This study proceeds in six parts, on the man Hakamada Iwao, the four murders he was accused of committing in 1966, the investigations by police and prosecutors that produced unreliable evidence (including false confessions and bloody clothes the police apparently planted in order to frame him), the original trial which resulted in a death sentence that was written by a judge who believed Hakamada was actually innocent, the appeals process that repeatedly ratified the trial court’s mistakes, and Hakamada’s almost half-century of life in prison, most of which was spent in solitary confinement under imminent threat of execution. The article then goes on to analyze the causes of this miscarriage of justice and of the 2014 decision to release Hakamada from death row while he awaits a retrial that will almost certainly end in acquittal if he does not die first. The conclusion of this article identifies some lessons that should be learned from this troubling and telling case study. Foremost among them is the need to reduce the level of denial about the possibility of wrongful convictions in Japanese criminal justice.

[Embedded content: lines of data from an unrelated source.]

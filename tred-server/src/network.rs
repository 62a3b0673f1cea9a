//! TCP ingress: accept loop and per-connection command processing.
//!
//! Each accepted socket gets one spawned task that owns the connection's parser state. The
//! accept loop stops when the shutdown future resolves, dropping the listener; in-flight
//! connection tasks finish their current reply on their own.

use std::future::Future;
use std::net::SocketAddr;
use std::sync::Arc;

use tokio::io::{AsyncReadExt, AsyncWriteExt};
use tokio::net::{TcpListener, TcpStream};
use tracing::{debug, info, warn};
use tred_common::error::{TredError, TredResult};
use tred_core::command::{CommandFrame, CommandReply};
use tred_core::dispatch::CommandRegistry;
use tred_facade::connection::ConnectionState;
use tred_store::Store;

const READ_CHUNK_BYTES: usize = 8192;

/// Listening server bound to one address and one store.
#[derive(Debug)]
pub(crate) struct Server {
    listener: TcpListener,
    store: Arc<Store>,
    registry: Arc<CommandRegistry>,
}

impl Server {
    /// Binds the listener and prepares the command table.
    ///
    /// # Errors
    ///
    /// Returns `TredError::Io` when the address cannot be bound.
    pub(crate) async fn bind(addr: &str, store: Arc<Store>) -> TredResult<Self> {
        let listener = TcpListener::bind(addr)
            .await
            .map_err(|error| TredError::Io(format!("bind listener on {addr} failed: {error}")))?;

        Ok(Self {
            listener,
            store,
            registry: Arc::new(CommandRegistry::with_builtin_commands()),
        })
    }

    /// Returns the bound socket address.
    ///
    /// # Errors
    ///
    /// Returns `TredError::Io` when the local address cannot be queried.
    pub(crate) fn local_addr(&self) -> TredResult<SocketAddr> {
        self.listener
            .local_addr()
            .map_err(|error| TredError::Io(format!("query local address failed: {error}")))
    }

    /// Accepts connections until `shutdown` resolves, then drops the listener.
    ///
    /// # Errors
    ///
    /// Infallible today; the signature leaves room for accept-path failures that should stop
    /// the server.
    pub(crate) async fn run(self, shutdown: impl Future<Output = ()>) -> TredResult<()> {
        tokio::pin!(shutdown);

        loop {
            tokio::select! {
                () = &mut shutdown => break,
                accepted = self.listener.accept() => {
                    match accepted {
                        Ok((socket, peer)) => {
                            debug!(%peer, "accepted connection");
                            let store = Arc::clone(&self.store);
                            let registry = Arc::clone(&self.registry);
                            let _ = tokio::spawn(async move {
                                handle_connection(socket, peer, &store, &registry).await;
                            });
                        }
                        Err(accept_error) => {
                            warn!(%accept_error, "accept failed");
                        }
                    }
                }
            }
        }

        info!("listener closed, no longer accepting connections");
        Ok(())
    }
}

/// Drives one connection: read, parse, dispatch, reply.
///
/// The task ends when the peer disconnects, a QUIT reply has been written, framing breaks, or
/// a reply can no longer be delivered.
async fn handle_connection(
    mut socket: TcpStream,
    peer: SocketAddr,
    store: &Store,
    registry: &CommandRegistry,
) {
    let mut parser = ConnectionState::new();
    let mut chunk = [0_u8; READ_CHUNK_BYTES];

    loop {
        let read_len = match socket.read(&mut chunk).await {
            Ok(0) => {
                debug!(%peer, "peer disconnected");
                return;
            }
            Ok(read_len) => read_len,
            Err(read_error) => {
                debug!(%peer, %read_error, "connection read failed");
                return;
            }
        };
        parser.feed_bytes(&chunk[..read_len]);

        loop {
            match parser.try_pop_command() {
                Ok(Some(parsed)) => {
                    let frame = CommandFrame::new(parsed.name, parsed.args);
                    let reply = registry.dispatch(store, &frame);
                    let closing = frame.name == "QUIT";

                    if let Err(write_error) = socket.write_all(&reply.to_resp_bytes()).await {
                        debug!(%peer, %write_error, "reply write failed");
                        return;
                    }
                    if closing {
                        let _ = socket.shutdown().await;
                        return;
                    }
                }
                Ok(None) => break,
                Err(parse_error) => {
                    debug!(%peer, %parse_error, "dropping connection after framing violation");
                    let reply = CommandReply::Error(parse_error.to_string());
                    let _ = socket.write_all(&reply.to_resp_bytes()).await;
                    return;
                }
            }
        }
    }
}
use rand::Rng;

#[derive(Debug, Clone, Copy, PartialEq, Eq, thiserror::Error)]
pub enum RollError {
    #[error("dice must be written as NdM")]
    InvalidFormat,
    #[error("dice counts and sides cannot be negative")]
    NegativeOperand,
}

/// Rolls an `NdM` dice spec.
///
/// The result is drawn uniformly from `1..=N*M`. If either side is zero the
/// result is 0 without a draw.
pub fn roll(spec: &str) -> Result<u64, RollError> {
    let (count, sides) = spec.split_once('d').ok_or(RollError::InvalidFormat)?;

    let count: i64 = count.parse().map_err(|_| RollError::InvalidFormat)?;
    let sides: i64 = sides.parse().map_err(|_| RollError::InvalidFormat)?;

    if count < 0 || sides < 0 {
        return Err(RollError::NegativeOperand);
    }
    if count == 0 || sides == 0 {
        return Ok(0);
    }

    let max = (count as u64)
        .checked_mul(sides as u64)
        .ok_or(RollError::InvalidFormat)?;

    Ok(rand::thread_rng().gen_range(1..=max))
}

pub mod commands {
    use crate::commands::{Command, Invocation};
    use crate::Error;

    pub struct Roll;

    #[async_trait::async_trait]
    impl Command for Roll {
        fn name(&self) -> &'static str {
            "roll"
        }

        fn usage(&self) -> &'static str {
            "!roll <dice> - Rolls a specific dice. Format is NdM, where N and M are non-negative numbers."
        }

        async fn execute(&self, args: &[&str], _inv: &Invocation<'_>) -> Result<String, Error> {
            let [spec] = args else {
                tracing::debug!("roll: expected 1 argument, got {}", args.len());
                return Ok(self.usage().to_string());
            };

            match super::roll(spec) {
                Ok(result) => Ok(format!("You rolled {spec}\nResult: {result}")),
                Err(e) => {
                    tracing::debug!("roll: rejected {:?}: {}", spec, e);
                    Ok(self.usage().to_string())
                }
            }
        }
    }
}

#[cfg(test)]
mod tests {
    use super::*;

    #[test]
    fn rolls_stay_in_range_and_cover_it() {
        let mut seen = [false; 18];

        for _ in 0..10_000 {
            let result = roll("3d6").unwrap();
            assert!((1..=18).contains(&result), "{result} out of range");
            seen[result as usize - 1] = true;
        }

        assert!(seen.iter().all(|&s| s));
    }

    #[test]
    fn zero_operand_rolls_zero() {
        assert_eq!(roll("0d6"), Ok(0));
        assert_eq!(roll("3d0"), Ok(0));
        assert_eq!(roll("0d0"), Ok(0));
    }

    #[test]
    fn malformed_specs_are_invalid() {
        for spec in ["xd6", "3dx", "3", "3d6d2", "d6", "3d", "", "3D6", " 3d6"] {
            assert_eq!(roll(spec), Err(RollError::InvalidFormat), "{spec:?}");
        }
    }

    #[test]
    fn negative_operands_are_rejected() {
        assert_eq!(roll("-1d6"), Err(RollError::NegativeOperand));
        assert_eq!(roll("2d-6"), Err(RollError::NegativeOperand));
    }

    #[test]
    fn overflowing_product_is_invalid() {
        let spec = format!("{}d{}", i64::MAX, i64::MAX);

        assert_eq!(roll(&spec), Err(RollError::InvalidFormat));
    }

    #[test]
    fn single_sided_die_is_deterministic() {
        assert_eq!(roll("1d1"), Ok(1));
    }
}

Hakamada Iwao before his arrest in 1966

The Man

On March 10, 1936, Hakamada Iwao was born in the town of Yuto in Shizuoka prefecture. His birthplace was near Shizuoka City, which is halfway between Tokyo and Nagoya on the Tokaido corridor, about 180 kilometers from Tokyo. His parents were working class, and he was the last of six children, with two brothers and three sisters (Yamamoto, 2004, p.147).

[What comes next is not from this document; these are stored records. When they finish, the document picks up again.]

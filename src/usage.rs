/// Canned one-line usage strings, kept in registration order so that
/// [`UsageCatalog::render_all`] is deterministic.
#[derive(Debug, Clone, Default)]
pub struct UsageCatalog {
    lines: Vec<(&'static str, &'static str)>,
}

impl UsageCatalog {
    pub fn register(&mut self, command: &'static str, usage: &'static str) {
        self.lines.push((command, usage));
    }

    pub fn lookup(&self, command: &str) -> Option<&'static str> {
        self.lines
            .iter()
            .find(|(name, _)| *name == command)
            .map(|(_, usage)| *usage)
    }

    /// Every usage line, each followed by a newline.
    pub fn render_all(&self) -> String {
        self.lines
            .iter()
            .map(|(_, usage)| format!("{usage}\n"))
            .collect()
    }

    /// Usage for one command, or an "unknown command" notice followed by the
    /// full catalog.
    pub fn render_one(&self, command: &str) -> String {
        match self.lookup(command) {
            Some(usage) => usage.to_string(),
            None => format!("Unknown command: {command}\n{}", self.render_all()),
        }
    }
}

pub mod commands {
    use crate::commands::{Command, Invocation};
    use crate::Error;

    pub struct Help;

    #[async_trait::async_trait]
    impl Command for Help {
        fn name(&self) -> &'static str {
            "help"
        }

        fn usage(&self) -> &'static str {
            "!help (command) - Print available commands or more details about a single command"
        }

        async fn execute(&self, args: &[&str], inv: &Invocation<'_>) -> Result<String, Error> {
            let usage = &inv.bot.usage;
            Ok(match args {
                [] => usage.render_all(),
                [command] => usage.render_one(command),
                _ => usage.render_one(self.name()),
            })
        }
    }
}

Hakamada was nine years old when Japan surrendered in 1945. He graduated from junior high school in 1950, and then went to work at an automobile company in Shizuoka (Yamamoto, 2004, p.157). A few years later he became interested in boxing, a sport that required little money to perform. In 1957, at the age of 21, he placed third in the bantamweight division of a prefectural tournament, and in November of the following year he turned professional. He rose to become the sixth ranked featherweight fighter (119 to 126 pounds) in Japan. On the whole, however, Hakamada was more a tough fighter than an accomplished one. He won just over half his fights as a professional (16 wins, 10 losses, and 3 draws), but he was never knocked out, and he still holds the Japanese record for most pro fights in one year: 19 in 1959 (Hakamada’s Letters, 1992, p.5). In his 21 months as a professional Hakamada fought more than once a month, and in the last six months of his career, which ended in 1960, he did not win a fight (Ogata, 2010, p.54).4

After his boxing career ended, Hakamada worked a series of jobs, some in the water trade (mizu shobai) as a waiter and bartender. According to police reports, Hakamada had many girlfriends and frequently gambled on mahjong and bike and horse races (though these assertions have been contested). In 1963, he married a woman named “Reiko” whom he met at a club. In 1964 they had a son named “Kiyo,” whom Hakamada obtained custody of when Reiko left him. The reasons for the dissolution of their marriage are disputed. Reiko claimed that Hakamada punched, kicked, and bullied her and was lazy at work, but other observers have said that Reiko felt child care duties interfered with her desire to have a care-free life (Yamamoto, 2004, p.171).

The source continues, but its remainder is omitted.